__Exercise description__.
All lines that hold the string "schema" should be copied. Find them in the listing below.

****

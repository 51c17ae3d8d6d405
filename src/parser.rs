//! Scanner and parser for tinylisp source text.
//!
//! Scanning and parsing are both lazy: [`parse`] returns an iterator that
//! yields one tree per top-level expression and only scans as far as it needs
//! to. Malformed input never fails. Unterminated strings and lists are closed
//! at the end of the line or input, and stray closing parentheses are skipped
//! with a warning, so the caller always gets a (possibly partial) program.
//! An expression nested deeper than [`MAX_NESTING_DEPTH`] is dropped whole
//! with an error diagnostic.

use nom::{
    IResult, Parser as _,
    branch::alt,
    bytes::complete::{take_till, take_while1},
    character::complete::{char, digit1},
    combinator::{all_consuming, opt, recognize, value},
    error::Error as NomError,
    multi::many0_count,
    sequence::pair,
};

use crate::ast::{IntegerType, List, Value};
use crate::diagnostics::Diagnostic;
use crate::stack::ensure_sufficient_stack;
use crate::{Error, MAX_NESTING_DEPTH};

const LINE_COMMENT: char = ';';
const STRING_DELIMITER: char = '"';
const STRING_ESCAPE: char = '\\';

/// Lexical tokens
#[derive(Debug, Clone, PartialEq, Eq)]
pub enum Token {
    Open,
    Close,
    /// A string literal with escapes already decoded
    String(String),
    /// An integer literal or a symbol name
    Atom(String),
}

/// A source of tokens for the [`Parser`].
///
/// Streams may produce warnings about the text they scanned; the parser
/// collects them through [`TokenStream::drain_warnings`].
pub trait TokenStream: Iterator<Item = Token> {
    fn drain_warnings(&mut self) -> Vec<String> {
        Vec::new()
    }
}

fn is_special(c: char) -> bool {
    c.is_whitespace() || matches!(c, '(' | ')' | LINE_COMMENT | STRING_DELIMITER)
}

/// Skip whitespace and line comments
fn skip_trivia(input: &str) -> IResult<&str, ()> {
    value(
        (),
        many0_count(alt((
            take_while1(|c: char| c.is_whitespace()),
            recognize(pair(char(LINE_COMMENT), take_till(|c: char| c == '\n'))),
        ))),
    )
    .parse(input)
}

fn scan_paren(input: &str) -> IResult<&str, Token> {
    alt((value(Token::Open, char('(')), value(Token::Close, char(')')))).parse(input)
}

fn scan_atom(input: &str) -> IResult<&str, Token> {
    take_while1(|c: char| !is_special(c))
        .map(|text: &str| Token::Atom(text.to_owned()))
        .parse(input)
}

/// A scanned string literal, and whether it ended in a dangling backslash
struct ScannedString {
    text: String,
    dangling_escape: bool,
}

/// Scan a string literal starting at its opening quote.
///
/// The literal ends at the closing quote, or is closed implicitly before an
/// unescaped newline or at the end of input. A newline closing the literal is
/// left in the input.
fn scan_string(input: &str) -> IResult<&str, ScannedString> {
    let (mut remaining, _) = char::<_, NomError<&str>>(STRING_DELIMITER).parse(input)?;
    let mut text = String::new();

    loop {
        let mut chars = remaining.chars();
        match chars.next() {
            None => {
                return Ok((remaining, ScannedString { text, dangling_escape: false }));
            }
            Some(STRING_DELIMITER) => {
                return Ok((chars.as_str(), ScannedString { text, dangling_escape: false }));
            }
            Some('\n') => {
                return Ok((remaining, ScannedString { text, dangling_escape: false }));
            }
            Some(STRING_ESCAPE) => {
                let after_backslash = chars.as_str();
                if after_backslash.is_empty() {
                    return Ok((after_backslash, ScannedString { text, dangling_escape: true }));
                }
                remaining = decode_escape(after_backslash, &mut text);
            }
            Some(c) => {
                text.push(c);
                remaining = chars.as_str();
            }
        }
    }
}

/// Decode one escape sequence (the text following a backslash), appending
/// the result to `out`. Returns the input after the sequence.
fn decode_escape<'a>(input: &'a str, out: &mut String) -> &'a str {
    let mut chars = input.chars();
    let Some(c) = chars.next() else {
        return input;
    };
    let rest = chars.as_str();
    let simple = match c {
        '\\' => Some('\\'),
        '"' => Some('"'),
        '\'' => Some('\''),
        'n' => Some('\n'),
        't' => Some('\t'),
        'r' => Some('\r'),
        'a' => Some('\u{7}'),
        'b' => Some('\u{8}'),
        'f' => Some('\u{c}'),
        'v' => Some('\u{b}'),
        _ => None,
    };
    if let Some(decoded) = simple {
        out.push(decoded);
        return rest;
    }

    match c {
        // Line continuation
        '\n' => rest,
        '0'..='7' => {
            let digits: String = input.chars().take(3).take_while(|d| ('0'..='7').contains(d)).collect();
            match u32::from_str_radix(&digits, 8).ok().and_then(char::from_u32) {
                Some(decoded) => {
                    out.push(decoded);
                    &input[digits.len()..]
                }
                None => keep_backslash(c, rest, out),
            }
        }
        'x' => decode_hex_escape(rest, 2, c, out),
        'u' => decode_hex_escape(rest, 4, c, out),
        'U' => decode_hex_escape(rest, 8, c, out),
        _ => keep_backslash(c, rest, out),
    }
}

fn decode_hex_escape<'a>(input: &'a str, width: usize, marker: char, out: &mut String) -> &'a str {
    let digits = input.get(..width).filter(|d| d.chars().all(|h| h.is_ascii_hexdigit()));
    match digits
        .and_then(|d| u32::from_str_radix(d, 16).ok())
        .and_then(char::from_u32)
    {
        Some(decoded) => {
            out.push(decoded);
            &input[width..]
        }
        None => keep_backslash(marker, input, out),
    }
}

/// Unknown escapes are taken literally, backslash included
fn keep_backslash<'a>(c: char, rest: &'a str, out: &mut String) -> &'a str {
    out.push(STRING_ESCAPE);
    out.push(c);
    rest
}

/// Lazy tokenizer over source text
#[derive(Debug, Clone)]
pub struct Scanner<'a> {
    input: &'a str,
    warnings: Vec<String>,
}

impl<'a> Scanner<'a> {
    pub fn new(input: &'a str) -> Self {
        Scanner {
            input,
            warnings: Vec::new(),
        }
    }
}

impl Iterator for Scanner<'_> {
    type Item = Token;

    fn next(&mut self) -> Option<Token> {
        if let Ok((rest, ())) = skip_trivia(self.input) {
            self.input = rest;
        }
        if self.input.is_empty() {
            return None;
        }

        if self.input.starts_with(STRING_DELIMITER) {
            let (rest, scanned) = scan_string(self.input).ok()?;
            self.input = rest;
            if scanned.dangling_escape {
                self.warnings
                    .push("unterminated escape sequence in string".to_owned());
            }
            return Some(Token::String(scanned.text));
        }

        let (rest, token) = alt((scan_paren, scan_atom)).parse(self.input).ok()?;
        self.input = rest;
        Some(token)
    }
}

impl TokenStream for Scanner<'_> {
    fn drain_warnings(&mut self) -> Vec<String> {
        std::mem::take(&mut self.warnings)
    }
}

/// Adapter for token sequences produced elsewhere
#[derive(Debug, Clone)]
pub struct Tokens<I>(I);

impl<I: Iterator<Item = Token>> Iterator for Tokens<I> {
    type Item = Token;

    fn next(&mut self) -> Option<Token> {
        self.0.next()
    }
}

impl<I: Iterator<Item = Token>> TokenStream for Tokens<I> {}

/// Parse an atom: an integer literal (`-`? digits) or a symbol
pub fn parse_atom(text: &str) -> Value {
    let integer: IResult<&str, &str> =
        all_consuming(recognize(pair(opt(char('-')), digit1))).parse(text);
    match integer {
        Ok((_, digits)) => match digits.parse::<IntegerType>() {
            Ok(n) => Value::Integer(n),
            Err(_) => Value::Symbol(text.to_owned()),
        },
        Err(_) => Value::Symbol(text.to_owned()),
    }
}

/// Lazy parser yielding one tree per top-level expression.
///
/// Cloning a parser yields an independent parser at the same position.
#[derive(Debug, Clone)]
pub struct Parser<T> {
    tokens: T,
    diagnostics: Vec<Diagnostic>,
}

impl<'a> Parser<Scanner<'a>> {
    pub fn new(source: &'a str) -> Self {
        Parser {
            tokens: Scanner::new(source),
            diagnostics: Vec::new(),
        }
    }
}

impl<I: Iterator<Item = Token>> Parser<Tokens<I>> {
    /// Parse an already-tokenized stream
    pub fn from_tokens<T: IntoIterator<IntoIter = I>>(tokens: T) -> Self {
        Parser {
            tokens: Tokens(tokens.into_iter()),
            diagnostics: Vec::new(),
        }
    }
}

impl<T: TokenStream> Parser<T> {
    /// Take the diagnostics produced so far
    pub fn drain_diagnostics(&mut self) -> Vec<Diagnostic> {
        self.collect_token_warnings();
        std::mem::take(&mut self.diagnostics)
    }

    fn collect_token_warnings(&mut self) {
        self.diagnostics
            .extend(self.tokens.drain_warnings().into_iter().map(Diagnostic::warning));
    }

    fn next_token(&mut self) -> Option<Token> {
        let token = self.tokens.next();
        self.collect_token_warnings();
        token
    }

    /// Parse list items after an opening parenthesis, through the matching
    /// closing one (supplied if the input runs out). `None` if the list nests
    /// deeper than the limit; its remaining tokens are consumed.
    fn parse_list(&mut self, depth: usize) -> Option<Value> {
        if depth > MAX_NESTING_DEPTH {
            self.skip_list();
            return None;
        }
        let mut items = Vec::new();
        loop {
            let item = match self.next_token() {
                None | Some(Token::Close) => break,
                Some(Token::Open) => ensure_sufficient_stack(|| self.parse_list(depth + 1)),
                Some(Token::String(text)) => Some(Value::String(text)),
                Some(Token::Atom(text)) => Some(parse_atom(&text)),
            };
            let Some(item) = item else {
                self.skip_list();
                return None;
            };
            items.push(item);
        }
        Some(Value::List(List::new(items)))
    }

    /// Consume tokens through the closing parenthesis of the current list
    fn skip_list(&mut self) {
        let mut open = 1_usize;
        while open > 0 {
            match self.next_token() {
                None => return,
                Some(Token::Open) => open += 1,
                Some(Token::Close) => open -= 1,
                Some(_) => {}
            }
        }
    }
}

impl<T: TokenStream> Iterator for Parser<T> {
    type Item = Value;

    fn next(&mut self) -> Option<Value> {
        loop {
            match self.next_token()? {
                Token::Open => match self.parse_list(1) {
                    Some(list) => return Some(list),
                    None => self
                        .diagnostics
                        .push(Diagnostic::error(Error::NestingLimitExceeded.to_string())),
                },
                Token::Close => {
                    self.diagnostics
                        .push(Diagnostic::warning("unmatched closing parenthesis"));
                }
                Token::String(text) => return Some(Value::String(text)),
                Token::Atom(text) => return Some(parse_atom(&text)),
            }
        }
    }
}

/// Parse source text into a lazy sequence of expressions
pub fn parse(source: &str) -> Parser<Scanner<'_>> {
    Parser::new(source)
}
use crate::errors::{AppError, AppResult};
use crate::models::{Mechanic, Order, RepairJob, RouteInfo, Vehicle};
use std::sync::Mutex;

pub trait Entity: Clone {
    fn id(&self) -> &str;
}

impl Entity for Order {
    fn id(&self) -> &str {
        &self.id
    }
}

impl Entity for RouteInfo {
    fn id(&self) -> &str {
        &self.id
    }
}

impl Entity for Vehicle {
    fn id(&self) -> &str {
        &self.id
    }
}

impl Entity for Mechanic {
    fn id(&self) -> &str {
        &self.id
    }
}

impl Entity for RepairJob {
    fn id(&self) -> &str {
        &self.id
    }
}

/// Ordered in-memory collection. Callers only ever see clones; the backing
/// sequence is mutated exclusively through the methods below.
#[derive(Debug)]
pub struct EntityStore<T: Entity> {
    kind: &'static str,
    records: Mutex<Vec<T>>,
}

impl<T: Entity> EntityStore<T> {
    pub fn new(kind: &'static str) -> Self {
        Self {
            kind,
            records: Mutex::new(Vec::new()),
        }
    }

    pub fn with_records(kind: &'static str, records: Vec<T>) -> Self {
        Self {
            kind,
            records: Mutex::new(records),
        }
    }

    fn lock(&self) -> AppResult<std::sync::MutexGuard<'_, Vec<T>>> {
        self.records
            .lock()
            .map_err(|_| AppError::Internal(format!("{} store mutex poisoned", self.kind)))
    }

    pub fn insert(&self, record: T) -> AppResult<T> {
        let mut records = self.lock()?;
        if records.iter().any(|existing| existing.id() == record.id()) {
            return Err(AppError::Validation(format!(
                "Duplicate {} id {}",
                self.kind,
                record.id()
            )));
        }
        tracing::debug!(kind = self.kind, id = record.id(), "record inserted");
        records.push(record.clone());
        Ok(record)
    }

    pub fn replace(&self, record: T) -> AppResult<T> {
        let mut records = self.lock()?;
        let Some(slot) = records.iter_mut().find(|existing| existing.id() == record.id()) else {
            return Err(AppError::NotFound(format!(
                "No {} with id {}",
                self.kind,
                record.id()
            )));
        };
        *slot = record.clone();
        Ok(record)
    }

    pub fn update<F>(&self, id: &str, mutate: F) -> AppResult<T>
    where
        F: FnOnce(&mut T),
    {
        let mut records = self.lock()?;
        let Some(slot) = records.iter_mut().find(|existing| existing.id() == id) else {
            return Err(AppError::NotFound(format!("No {} with id {}", self.kind, id)));
        };
        let mut updated = slot.clone();
        mutate(&mut updated);
        *slot = updated.clone();
        Ok(updated)
    }

    pub fn remove(&self, id: &str) -> AppResult<T> {
        let mut records = self.lock()?;
        let Some(index) = records.iter().position(|existing| existing.id() == id) else {
            return Err(AppError::NotFound(format!("No {} with id {}", self.kind, id)));
        };
        tracing::debug!(kind = self.kind, id, "record removed");
        Ok(records.remove(index))
    }

    pub fn get(&self, id: &str) -> AppResult<Option<T>> {
        let records = self.lock()?;
        Ok(records.iter().find(|existing| existing.id() == id).cloned())
    }

    pub fn all(&self) -> AppResult<Vec<T>> {
        let records = self.lock()?;
        Ok(records.clone())
    }

    pub fn len(&self) -> AppResult<usize> {
        let records = self.lock()?;
        Ok(records.len())
    }

    pub fn contains(&self, id: &str) -> AppResult<bool> {
        let records = self.lock()?;
        Ok(records.iter().any(|existing| existing.id() == id))
    }
}

#[cfg(test)]
mod tests {
    use super::{Entity, EntityStore};
    use crate::errors::AppError;

    #[derive(Debug, Clone, PartialEq)]
    struct Widget {
        id: String,
        label: String,
    }

    impl Entity for Widget {
        fn id(&self) -> &str {
            &self.id
        }
    }

    fn widget(id: &str, label: &str) -> Widget {
        Widget {
            id: id.to_string(),
            label: label.to_string(),
        }
    }

    #[test]
    fn insert_preserves_order_and_rejects_duplicates() {
        let store = EntityStore::new("widget");
        store.insert(widget("a", "first")).expect("insert a");
        store.insert(widget("b", "second")).expect("insert b");

        let err = store.insert(widget("a", "again")).expect_err("duplicate id");
        assert!(matches!(err, AppError::Validation(_)));

        let ids: Vec<String> = store
            .all()
            .expect("snapshot")
            .into_iter()
            .map(|w| w.id)
            .collect();
        assert_eq!(ids, vec!["a", "b"]);
    }

    #[test]
    fn update_returns_the_new_copy_and_missing_id_is_not_found() {
        let store = EntityStore::new("widget");
        store.insert(widget("a", "first")).expect("insert");

        let updated = store
            .update("a", |w| w.label = "renamed".to_string())
            .expect("update");
        assert_eq!(updated.label, "renamed");
        assert_eq!(store.get("a").expect("get").expect("present").label, "renamed");

        let err = store
            .update("missing", |w| w.label.clear())
            .expect_err("absent id");
        assert!(matches!(err, AppError::NotFound(_)));
    }

    #[test]
    fn snapshots_are_defensive_copies() {
        let store = EntityStore::new("widget");
        store.insert(widget("a", "first")).expect("insert");

        let mut snapshot = store.all().expect("snapshot");
        snapshot[0].label = "mutated".to_string();
        assert_eq!(store.get("a").expect("get").expect("present").label, "first");
    }

    #[test]
    fn remove_returns_the_record_and_surfaces_missing_ids() {
        let store = EntityStore::new("widget");
        store.insert(widget("a", "first")).expect("insert");

        let removed = store.remove("a").expect("remove");
        assert_eq!(removed.label, "first");
        assert_eq!(store.len().expect("len"), 0);

        let err = store.remove("a").expect_err("already gone");
        assert!(matches!(err, AppError::NotFound(_)));
    }
}
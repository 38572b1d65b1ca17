use thiserror::Error;

#[derive(Debug, Error)]
pub enum AppError {
    #[error("VALIDATION: {0}")]
    Validation(String),
    #[error("NOT_FOUND: {0}")]
    NotFound(String),
    #[error("INTERNAL: {0}")]
    Internal(String),
}

impl From<serde_json::Error> for AppError {
    fn from(value: serde_json::Error) -> Self {
        Self::Internal(value.to_string())
    }
}

impl From<anyhow::Error> for AppError {
    fn from(value: anyhow::Error) -> Self {
        Self::Internal(value.to_string())
    }
}

pub type AppResult<T> = Result<T, AppError>;
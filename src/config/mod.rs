//! Configuration management subsystem.
//!
//! # Data Flow
//! ```text
//! config file (TOML)
//!     → loader.rs (parse & deserialize)
//!     → validation.rs (semantic checks, all errors collected)
//!     → ClientConfig (validated, immutable)
//!     → owned by the SessionClient for its lifetime
//! ```
//!
//! # Design Decisions
//! - Config is immutable once a client is constructed
//! - All fields have defaults to allow minimal configs
//! - Validation separates syntactic (serde) from semantic checks

pub mod loader;
pub mod schema;
pub mod validation;

pub use loader::{load_config, ConfigError};
pub use schema::{ClientConfig, CredentialsConfig, RetryConfig};
pub use validation::{validate_config, ValidationError};
//! Authentication subsystem.
//!
//! # Data Flow
//! ```text
//! login response (Set-Cookie)
//!     → session.rs (extract token, atomic store)
//!     → subsequent requests read the token for the Cookie header
//!
//! On 302-to-login:
//!     → token cleared, login flow re-runs, new token supersedes the old
//! ```

pub mod session;

pub use session::SessionStore;
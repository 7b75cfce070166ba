//! Shared utilities for integration testing: a scriptable mock service.

use std::net::SocketAddr;
use std::sync::atomic::{AtomicUsize, Ordering};
use std::sync::{Arc, Mutex};
use tokio::io::{AsyncReadExt, AsyncWriteExt};
use tokio::net::{TcpListener, TcpStream};

/// One canned response from the mock service.
#[derive(Debug, Clone)]
pub struct MockResponse {
    pub status: u16,
    pub headers: Vec<(String, String)>,
    pub body: String,
}

#[allow(dead_code)]
impl MockResponse {
    pub fn ok(body: &str) -> Self {
        Self {
            status: 200,
            headers: Vec::new(),
            body: body.to_string(),
        }
    }

    pub fn status(status: u16) -> Self {
        Self {
            status,
            headers: Vec::new(),
            body: String::new(),
        }
    }

    pub fn redirect(location: &str) -> Self {
        Self {
            status: 302,
            headers: vec![("Location".to_string(), location.to_string())],
            body: String::new(),
        }
    }

    pub fn with_cookie(mut self, name: &str, value: &str) -> Self {
        self.headers.push((
            "Set-Cookie".to_string(),
            format!("{}={}; Path=/; HttpOnly", name, value),
        ));
        self
    }
}

/// A request as observed by the mock service.
#[derive(Debug, Clone)]
pub struct RecordedRequest {
    pub method: String,
    pub path: String,
    pub cookie: Option<String>,
    pub body: String,
}

#[allow(dead_code)]
impl RecordedRequest {
    pub fn sent_cookie(&self, name: &str, value: &str) -> bool {
        self.cookie
            .as_deref()
            .map(|cookie| cookie.contains(&format!("{}={}", name, value)))
            .unwrap_or(false)
    }
}

/// Start a mock service whose handler scripts one response per request.
///
/// The handler receives the parsed request and a global request sequence
/// number. Returns the bound address and the record of every request seen.
pub async fn start_mock_service<F>(handler: F) -> (SocketAddr, Arc<Mutex<Vec<RecordedRequest>>>)
where
    F: Fn(&RecordedRequest, usize) -> MockResponse + Send + Sync + 'static,
{
    let listener = TcpListener::bind("127.0.0.1:0").await.unwrap();
    let addr = listener.local_addr().unwrap();
    let log: Arc<Mutex<Vec<RecordedRequest>>> = Arc::new(Mutex::new(Vec::new()));
    let sequence = Arc::new(AtomicUsize::new(0));
    let handler = Arc::new(handler);
    let task_log = log.clone();

    tokio::spawn(async move {
        loop {
            let Ok((mut socket, _)) = listener.accept().await else {
                break;
            };
            let handler = handler.clone();
            let log = task_log.clone();
            let sequence = sequence.clone();
            tokio::spawn(async move {
                let Some(request) = read_request(&mut socket).await else {
                    return;
                };
                let index = sequence.fetch_add(1, Ordering::SeqCst);
                let response = handler(&request, index);
                log.lock().unwrap().push(request);
                let _ = socket.write_all(render_response(&response).as_bytes()).await;
                let _ = socket.shutdown().await;
            });
        }
    });

    (addr, log)
}

/// Read one HTTP/1.1 request off the socket: request line, the headers the
/// tests care about, and a Content-Length-delimited body.
async fn read_request(socket: &mut TcpStream) -> Option<RecordedRequest> {
    let mut buf = Vec::new();
    let mut chunk = [0u8; 1024];
    let header_end = loop {
        let n = socket.read(&mut chunk).await.ok()?;
        if n == 0 {
            return None;
        }
        buf.extend_from_slice(&chunk[..n]);
        if let Some(pos) = buf.windows(4).position(|w| w == b"\r\n\r\n") {
            break pos;
        }
        if buf.len() > 64 * 1024 {
            return None;
        }
    };

    let head = String::from_utf8_lossy(&buf[..header_end]).to_string();
    let mut lines = head.split("\r\n");
    let mut request_line = lines.next()?.split_whitespace();
    let method = request_line.next()?.to_string();
    let path = request_line.next()?.to_string();

    let mut cookie = None;
    let mut content_length = 0usize;
    for line in lines {
        if let Some((name, value)) = line.split_once(':') {
            match name.to_ascii_lowercase().as_str() {
                "cookie" => cookie = Some(value.trim().to_string()),
                "content-length" => content_length = value.trim().parse().unwrap_or(0),
                _ => {}
            }
        }
    }

    let mut body_bytes = buf[header_end + 4..].to_vec();
    while body_bytes.len() < content_length {
        let n = socket.read(&mut chunk).await.ok()?;
        if n == 0 {
            break;
        }
        body_bytes.extend_from_slice(&chunk[..n]);
    }
    body_bytes.truncate(content_length);

    Some(RecordedRequest {
        method,
        path,
        cookie,
        body: String::from_utf8_lossy(&body_bytes).to_string(),
    })
}

fn render_response(response: &MockResponse) -> String {
    let status_text = match response.status {
        200 => "200 OK",
        302 => "302 Found",
        400 => "400 Bad Request",
        404 => "404 Not Found",
        500 => "500 Internal Server Error",
        501 => "501 Not Implemented",
        502 => "502 Bad Gateway",
        503 => "503 Service Unavailable",
        504 => "504 Gateway Timeout",
        524 => "524 A Timeout Occurred",
        _ => "200 OK",
    };

    let mut out = format!("HTTP/1.1 {}\r\n", status_text);
    for (name, value) in &response.headers {
        out.push_str(&format!("{}: {}\r\n", name, value));
    }
    out.push_str(&format!(
        "Content-Length: {}\r\nConnection: close\r\n\r\n{}",
        response.body.len(),
        response.body
    ));
    out
}
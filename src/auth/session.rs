//! Session token storage and cookie capture.
//!
//! # Responsibilities
//! - Hold the opaque session token behind an atomic reference
//! - Extract the session cookie from response headers
//!
//! # Design Decisions
//! - Last writer wins; readers always see a complete token, never a torn one
//! - The store never decides *when* to write; the request pipeline does

use std::sync::Arc;

use arc_swap::ArcSwapOption;
use reqwest::header::{HeaderMap, SET_COOKIE};

/// Shared, atomically-updated session token.
///
/// Written from inside the request pipeline whenever the server sets a
/// fresh session cookie; cleared when the server signals the session is
/// no longer valid. At most one live token exists per client instance.
#[derive(Debug, Default)]
pub struct SessionStore {
    token: ArcSwapOption<String>,
}

impl SessionStore {
    pub fn new() -> Self {
        Self {
            token: ArcSwapOption::const_empty(),
        }
    }

    /// Current token, if a session is active.
    pub fn get(&self) -> Option<Arc<String>> {
        self.token.load_full()
    }

    /// Whether a session token is currently held.
    pub fn is_active(&self) -> bool {
        self.token.load().is_some()
    }

    /// Replace the token. The new value supersedes any prior one atomically.
    pub fn set(&self, token: String) {
        self.token.store(Some(Arc::new(token)));
    }

    /// Drop the token (session invalidated by the server).
    pub fn clear(&self) {
        self.token.store(None);
    }
}

/// Extract the named cookie's value from the response's `Set-Cookie` headers.
///
/// Attributes after the first `;` (Path, HttpOnly, ...) are ignored; only
/// the opaque value matters to the session protocol.
pub fn extract_session_cookie(headers: &HeaderMap, name: &str) -> Option<String> {
    for value in headers.get_all(SET_COOKIE) {
        let Ok(raw) = value.to_str() else { continue };
        let pair = raw.split(';').next().unwrap_or(raw);
        if let Some((cookie_name, cookie_value)) = pair.split_once('=') {
            if cookie_name.trim() == name {
                return Some(cookie_value.trim().to_string());
            }
        }
    }
    None
}
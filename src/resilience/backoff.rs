//! Linear backoff between retry attempts.

use std::time::Duration;

/// Calculate the delay before a given attempt (zero-based).
///
/// The first attempt runs immediately; attempt N waits `N x unit`. The
/// schedule is intentionally linear rather than exponential: with the
/// default 2s unit and a 5-attempt budget it runs 0s, 2s, 4s, 6s, 8s.
pub fn linear_backoff(attempt: u32, unit: Duration) -> Duration {
    unit.saturating_mul(attempt)
}
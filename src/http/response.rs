//! Per-attempt response classification.
//!
//! # Responsibilities
//! - Reduce each response to a tagged outcome the retry loop dispatches on
//! - Recognize redirects to the login page (stale or missing session)
//!
//! # Design Decisions
//! - Tagged enum instead of exception-style control flow; the loop stays flat
//! - Redirects are data, not errors: a non-login redirect is a success value
//! - 503 is deliberately absent from the transient set; the remote service
//!   uses it for hard maintenance outages

use reqwest::StatusCode;
use url::Url;

use crate::http::error::ClientError;
use crate::resilience::retries::is_transient_status;

/// Outcome of a single request attempt.
#[derive(Debug)]
pub enum AttemptOutcome {
    /// 2xx; the response body is the result.
    Success,
    /// 302 to somewhere other than the login page; the location is the result.
    Redirect(String),
    /// 302 to the login page; the session is stale or absent.
    LoginRedirect,
    /// Transient server error; retry after backoff.
    Transient(u16),
    /// Terminal failure; surfaced to the caller unchanged.
    Fatal(ClientError),
}

/// Classify one response by status and `Location` header.
///
/// Body retrieval for `Success` is left to the caller; classification never
/// consumes the response.
pub fn classify(status: StatusCode, location: Option<&str>, login_path: &str) -> AttemptOutcome {
    if status.is_success() {
        return AttemptOutcome::Success;
    }

    if status == StatusCode::FOUND {
        return match location {
            Some(target) if is_login_redirect(target, login_path) => AttemptOutcome::LoginRedirect,
            Some(target) => AttemptOutcome::Redirect(target.to_string()),
            None => AttemptOutcome::Fatal(ClientError::Response {
                status: status.as_u16(),
            }),
        };
    }

    if is_transient_status(status) {
        return AttemptOutcome::Transient(status.as_u16());
    }

    if status == StatusCode::NOT_FOUND {
        return AttemptOutcome::Fatal(ClientError::NotFound);
    }

    if status.is_server_error() {
        return AttemptOutcome::Fatal(ClientError::Server {
            status: status.as_u16(),
        });
    }

    AttemptOutcome::Fatal(ClientError::Response {
        status: status.as_u16(),
    })
}

/// Whether a redirect target points at the login page.
///
/// The target may be an absolute URL or a bare path; only the path component
/// is compared, so `/login?next=...` still counts and `/relogin` does not.
pub fn is_login_redirect(location: &str, login_path: &str) -> bool {
    let path = match Url::parse(location) {
        Ok(url) => url.path().to_string(),
        Err(_) => location
            .split(['?', '#'])
            .next()
            .unwrap_or(location)
            .to_string(),
    };
    path.trim_end_matches('/') == login_path.trim_end_matches('/')
}
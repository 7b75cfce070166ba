//! Resilient session-authenticated HTTP client.
//!
//! Owns a lazily-initialized connection pool, a session token obtained via a
//! login flow, and a bounded retry loop that re-authenticates on session
//! expiry and retries transient server errors. Callers depend on it only
//! through `request()`, `login()`, and `close()`; they never touch the
//! session token directly.
//!
//! # Architecture Overview
//!
//! ```text
//! caller
//!     → http/client.rs    (request / login / close, retry loop)
//!         → http/request.rs   (descriptor, URL assembly)
//!         → auth/session.rs   (token store, cookie capture)
//!         → resilience/       (backoff schedule, transient classification)
//!         → http/response.rs  (per-attempt tagged outcome)
//!     ← body text | redirect location | typed error
//!
//! Cross-cutting:
//!     config/         (schema, TOML loading, validation)
//!     observability/  (tracing setup, per-call request IDs)
//! ```
//!
//! # Session lifecycle
//!
//! ```text
//! NO_SESSION → AUTHENTICATING → SESSION_ACTIVE
//!      ▲                              │
//!      └──── 302 to the login page ───┘
//! ```

pub mod auth;
pub mod config;
pub mod http;
pub mod observability;
pub mod resilience;

pub use config::{ClientConfig, CredentialsConfig, RetryConfig};
pub use http::client::SessionClient;
pub use http::error::{ClientError, ClientResult};
pub use http::request::RequestDescriptor;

****

__Answer space__.
pub mod schema;
pub use schema::{ClientConfig, CredentialsConfig, RetryConfig};
//!     config/         (schema, TOML loading, validation)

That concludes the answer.